→ Work to complete:
Copy out every line of the data that has the word "const" somewhere in it.

→ Information provided:
▬▬▬

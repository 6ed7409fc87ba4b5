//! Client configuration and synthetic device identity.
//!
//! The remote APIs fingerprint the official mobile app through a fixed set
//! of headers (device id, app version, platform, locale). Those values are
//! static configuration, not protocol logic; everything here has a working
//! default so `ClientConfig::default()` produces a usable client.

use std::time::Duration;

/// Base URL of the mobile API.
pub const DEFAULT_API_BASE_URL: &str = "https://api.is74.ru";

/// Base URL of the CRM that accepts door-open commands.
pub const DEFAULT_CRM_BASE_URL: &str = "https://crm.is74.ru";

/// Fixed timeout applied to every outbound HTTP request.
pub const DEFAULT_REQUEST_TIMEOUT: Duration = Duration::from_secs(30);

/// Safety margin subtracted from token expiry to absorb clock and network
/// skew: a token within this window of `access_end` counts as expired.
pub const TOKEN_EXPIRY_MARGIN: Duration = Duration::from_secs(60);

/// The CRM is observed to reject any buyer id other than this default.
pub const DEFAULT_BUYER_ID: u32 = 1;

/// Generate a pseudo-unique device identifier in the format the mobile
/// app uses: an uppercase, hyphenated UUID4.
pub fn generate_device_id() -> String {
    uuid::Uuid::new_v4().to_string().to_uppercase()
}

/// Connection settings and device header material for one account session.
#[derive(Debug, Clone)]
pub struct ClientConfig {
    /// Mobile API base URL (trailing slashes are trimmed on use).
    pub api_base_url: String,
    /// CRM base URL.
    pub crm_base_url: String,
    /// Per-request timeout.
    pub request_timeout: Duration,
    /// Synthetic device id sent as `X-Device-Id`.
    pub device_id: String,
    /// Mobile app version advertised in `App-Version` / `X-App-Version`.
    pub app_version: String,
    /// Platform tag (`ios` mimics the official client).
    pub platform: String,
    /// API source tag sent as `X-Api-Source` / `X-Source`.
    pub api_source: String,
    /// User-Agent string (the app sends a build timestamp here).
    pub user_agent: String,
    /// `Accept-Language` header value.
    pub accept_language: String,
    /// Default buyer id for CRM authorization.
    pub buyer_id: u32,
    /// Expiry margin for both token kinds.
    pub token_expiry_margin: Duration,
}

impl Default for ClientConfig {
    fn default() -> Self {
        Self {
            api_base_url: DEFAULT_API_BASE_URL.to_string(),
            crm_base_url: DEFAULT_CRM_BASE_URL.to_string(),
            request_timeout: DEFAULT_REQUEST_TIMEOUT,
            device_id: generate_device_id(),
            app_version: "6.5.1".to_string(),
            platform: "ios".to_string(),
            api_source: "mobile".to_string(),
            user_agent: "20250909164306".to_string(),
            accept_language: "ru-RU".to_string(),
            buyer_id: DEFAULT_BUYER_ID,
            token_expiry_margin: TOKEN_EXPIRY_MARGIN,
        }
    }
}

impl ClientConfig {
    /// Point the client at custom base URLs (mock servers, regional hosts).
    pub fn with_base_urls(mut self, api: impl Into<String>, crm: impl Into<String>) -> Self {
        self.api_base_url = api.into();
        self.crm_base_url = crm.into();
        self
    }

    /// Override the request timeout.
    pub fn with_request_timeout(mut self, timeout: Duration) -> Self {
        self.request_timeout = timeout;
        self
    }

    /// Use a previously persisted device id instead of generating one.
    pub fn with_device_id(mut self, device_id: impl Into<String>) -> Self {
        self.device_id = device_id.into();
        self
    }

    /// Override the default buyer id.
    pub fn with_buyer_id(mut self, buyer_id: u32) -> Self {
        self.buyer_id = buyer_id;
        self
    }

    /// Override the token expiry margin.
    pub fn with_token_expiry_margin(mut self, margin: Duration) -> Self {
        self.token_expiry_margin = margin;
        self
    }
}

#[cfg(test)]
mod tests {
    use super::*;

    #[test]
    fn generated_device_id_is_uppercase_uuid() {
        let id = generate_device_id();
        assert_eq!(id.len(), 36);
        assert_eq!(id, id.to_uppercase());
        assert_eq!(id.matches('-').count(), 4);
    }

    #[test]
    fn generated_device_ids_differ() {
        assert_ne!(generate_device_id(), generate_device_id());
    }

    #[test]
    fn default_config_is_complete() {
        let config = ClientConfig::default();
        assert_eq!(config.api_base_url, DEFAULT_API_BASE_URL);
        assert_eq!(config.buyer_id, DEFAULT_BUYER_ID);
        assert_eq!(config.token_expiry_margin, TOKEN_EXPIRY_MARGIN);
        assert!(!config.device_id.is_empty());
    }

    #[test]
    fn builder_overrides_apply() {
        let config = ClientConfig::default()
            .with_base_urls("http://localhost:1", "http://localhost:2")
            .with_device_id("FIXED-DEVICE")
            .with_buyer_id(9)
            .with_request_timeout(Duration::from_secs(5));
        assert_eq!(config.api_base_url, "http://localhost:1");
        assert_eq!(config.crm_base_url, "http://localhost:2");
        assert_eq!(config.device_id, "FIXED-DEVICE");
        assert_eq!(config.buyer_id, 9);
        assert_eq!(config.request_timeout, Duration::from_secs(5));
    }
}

▬▬▬

→ Output for this task:
pub const DEFAULT_API_BASE_URL: &str = "https://api.is74.ru";
pub const DEFAULT_CRM_BASE_URL: &str = "https://crm.is74.ru";
pub const DEFAULT_REQUEST_TIMEOUT: Duration = Duration::from_secs(30);
pub const TOKEN_EXPIRY_MARGIN: Duration = Duration::from_secs(60);
pub const DEFAULT_BUYER_ID: u32 = 1;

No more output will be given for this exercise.